BEGIN EXTRACTED DATA

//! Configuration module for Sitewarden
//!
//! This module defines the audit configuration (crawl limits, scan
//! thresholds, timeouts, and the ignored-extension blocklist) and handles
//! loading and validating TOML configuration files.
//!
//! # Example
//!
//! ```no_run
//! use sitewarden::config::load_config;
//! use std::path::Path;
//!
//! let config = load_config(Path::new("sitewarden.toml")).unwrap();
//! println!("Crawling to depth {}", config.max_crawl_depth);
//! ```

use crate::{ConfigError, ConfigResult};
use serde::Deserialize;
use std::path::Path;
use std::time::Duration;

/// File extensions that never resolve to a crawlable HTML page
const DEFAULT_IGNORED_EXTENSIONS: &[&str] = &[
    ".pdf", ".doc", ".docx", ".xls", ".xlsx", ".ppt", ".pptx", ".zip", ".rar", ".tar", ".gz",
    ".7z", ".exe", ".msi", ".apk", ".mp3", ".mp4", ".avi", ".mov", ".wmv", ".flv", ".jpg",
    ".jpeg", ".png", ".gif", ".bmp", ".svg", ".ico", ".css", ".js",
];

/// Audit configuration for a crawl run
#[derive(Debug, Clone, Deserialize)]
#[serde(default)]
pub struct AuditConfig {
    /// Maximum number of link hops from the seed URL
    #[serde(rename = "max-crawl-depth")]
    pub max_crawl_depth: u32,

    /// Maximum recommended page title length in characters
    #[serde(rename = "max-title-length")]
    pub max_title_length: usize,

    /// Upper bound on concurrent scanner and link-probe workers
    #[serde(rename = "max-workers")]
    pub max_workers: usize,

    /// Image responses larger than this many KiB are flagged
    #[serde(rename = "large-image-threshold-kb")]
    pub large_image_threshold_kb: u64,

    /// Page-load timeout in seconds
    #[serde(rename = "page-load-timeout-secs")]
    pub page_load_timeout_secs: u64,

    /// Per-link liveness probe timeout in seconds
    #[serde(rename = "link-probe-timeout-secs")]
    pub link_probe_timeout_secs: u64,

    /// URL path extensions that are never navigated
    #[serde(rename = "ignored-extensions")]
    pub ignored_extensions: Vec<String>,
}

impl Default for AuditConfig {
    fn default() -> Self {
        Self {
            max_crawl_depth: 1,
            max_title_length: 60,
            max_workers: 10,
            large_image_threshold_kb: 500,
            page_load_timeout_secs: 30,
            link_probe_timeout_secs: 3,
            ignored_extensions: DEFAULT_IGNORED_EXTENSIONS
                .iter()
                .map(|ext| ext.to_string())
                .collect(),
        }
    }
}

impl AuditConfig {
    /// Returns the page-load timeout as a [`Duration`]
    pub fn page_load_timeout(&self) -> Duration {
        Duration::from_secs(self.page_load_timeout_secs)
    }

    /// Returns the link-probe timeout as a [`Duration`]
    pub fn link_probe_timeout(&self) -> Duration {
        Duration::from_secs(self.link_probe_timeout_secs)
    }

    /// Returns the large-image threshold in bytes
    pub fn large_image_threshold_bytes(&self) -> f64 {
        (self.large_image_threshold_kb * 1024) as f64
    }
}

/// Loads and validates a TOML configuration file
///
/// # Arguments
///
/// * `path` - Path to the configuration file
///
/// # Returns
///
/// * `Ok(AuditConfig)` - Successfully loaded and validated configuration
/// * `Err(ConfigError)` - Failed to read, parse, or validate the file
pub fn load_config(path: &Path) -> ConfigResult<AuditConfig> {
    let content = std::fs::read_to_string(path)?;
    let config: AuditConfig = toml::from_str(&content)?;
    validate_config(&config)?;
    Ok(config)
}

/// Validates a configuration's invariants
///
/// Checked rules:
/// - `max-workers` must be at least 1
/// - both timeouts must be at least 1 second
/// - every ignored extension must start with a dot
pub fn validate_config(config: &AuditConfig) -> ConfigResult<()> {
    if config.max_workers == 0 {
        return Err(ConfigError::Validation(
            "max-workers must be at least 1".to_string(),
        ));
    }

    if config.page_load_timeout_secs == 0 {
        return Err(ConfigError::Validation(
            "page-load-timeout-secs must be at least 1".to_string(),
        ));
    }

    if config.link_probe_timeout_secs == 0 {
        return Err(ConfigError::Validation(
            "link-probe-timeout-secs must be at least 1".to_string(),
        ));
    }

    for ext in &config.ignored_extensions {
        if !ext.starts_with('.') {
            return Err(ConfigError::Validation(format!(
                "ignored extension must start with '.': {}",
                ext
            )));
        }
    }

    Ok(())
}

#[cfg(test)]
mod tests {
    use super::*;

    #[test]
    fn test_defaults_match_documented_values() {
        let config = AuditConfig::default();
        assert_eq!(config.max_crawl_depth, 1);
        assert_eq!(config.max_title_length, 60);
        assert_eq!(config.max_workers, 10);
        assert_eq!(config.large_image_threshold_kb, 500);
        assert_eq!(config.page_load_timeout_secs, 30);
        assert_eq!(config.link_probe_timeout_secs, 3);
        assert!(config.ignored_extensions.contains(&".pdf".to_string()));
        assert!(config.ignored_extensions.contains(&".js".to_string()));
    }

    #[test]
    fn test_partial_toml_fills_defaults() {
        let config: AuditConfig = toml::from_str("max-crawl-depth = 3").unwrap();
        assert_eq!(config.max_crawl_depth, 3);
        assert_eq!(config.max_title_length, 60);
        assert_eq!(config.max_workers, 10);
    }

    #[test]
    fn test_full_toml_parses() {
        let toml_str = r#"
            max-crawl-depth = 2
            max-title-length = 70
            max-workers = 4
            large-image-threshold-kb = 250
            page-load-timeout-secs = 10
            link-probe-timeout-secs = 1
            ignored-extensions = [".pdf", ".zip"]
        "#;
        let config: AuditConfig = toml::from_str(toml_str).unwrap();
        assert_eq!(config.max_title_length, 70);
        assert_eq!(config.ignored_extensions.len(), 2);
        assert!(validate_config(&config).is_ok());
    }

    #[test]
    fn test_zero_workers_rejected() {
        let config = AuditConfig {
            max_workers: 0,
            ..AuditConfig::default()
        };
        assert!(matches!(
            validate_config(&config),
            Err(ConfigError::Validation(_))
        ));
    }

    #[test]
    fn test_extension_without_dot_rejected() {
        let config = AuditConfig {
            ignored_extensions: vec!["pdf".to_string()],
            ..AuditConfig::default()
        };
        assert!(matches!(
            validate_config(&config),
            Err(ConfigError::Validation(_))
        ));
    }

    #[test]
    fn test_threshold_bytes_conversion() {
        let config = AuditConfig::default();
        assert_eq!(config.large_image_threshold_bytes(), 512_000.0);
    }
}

END EXTRACTED DATA
BEGIN EXTRACTED DATA

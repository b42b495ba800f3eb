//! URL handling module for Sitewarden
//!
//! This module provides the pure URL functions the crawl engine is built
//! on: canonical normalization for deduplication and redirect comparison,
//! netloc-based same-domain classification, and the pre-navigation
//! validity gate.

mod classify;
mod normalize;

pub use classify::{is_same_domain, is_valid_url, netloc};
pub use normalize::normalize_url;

END EXTRACTED DATA

### WHAT IS EXPECTED
Search the records for the word "Deserialize" and copy every line where it occurs.

### EXPECTED ANSWER
use serde::Deserialize;
#[derive(Debug, Clone, Deserialize)]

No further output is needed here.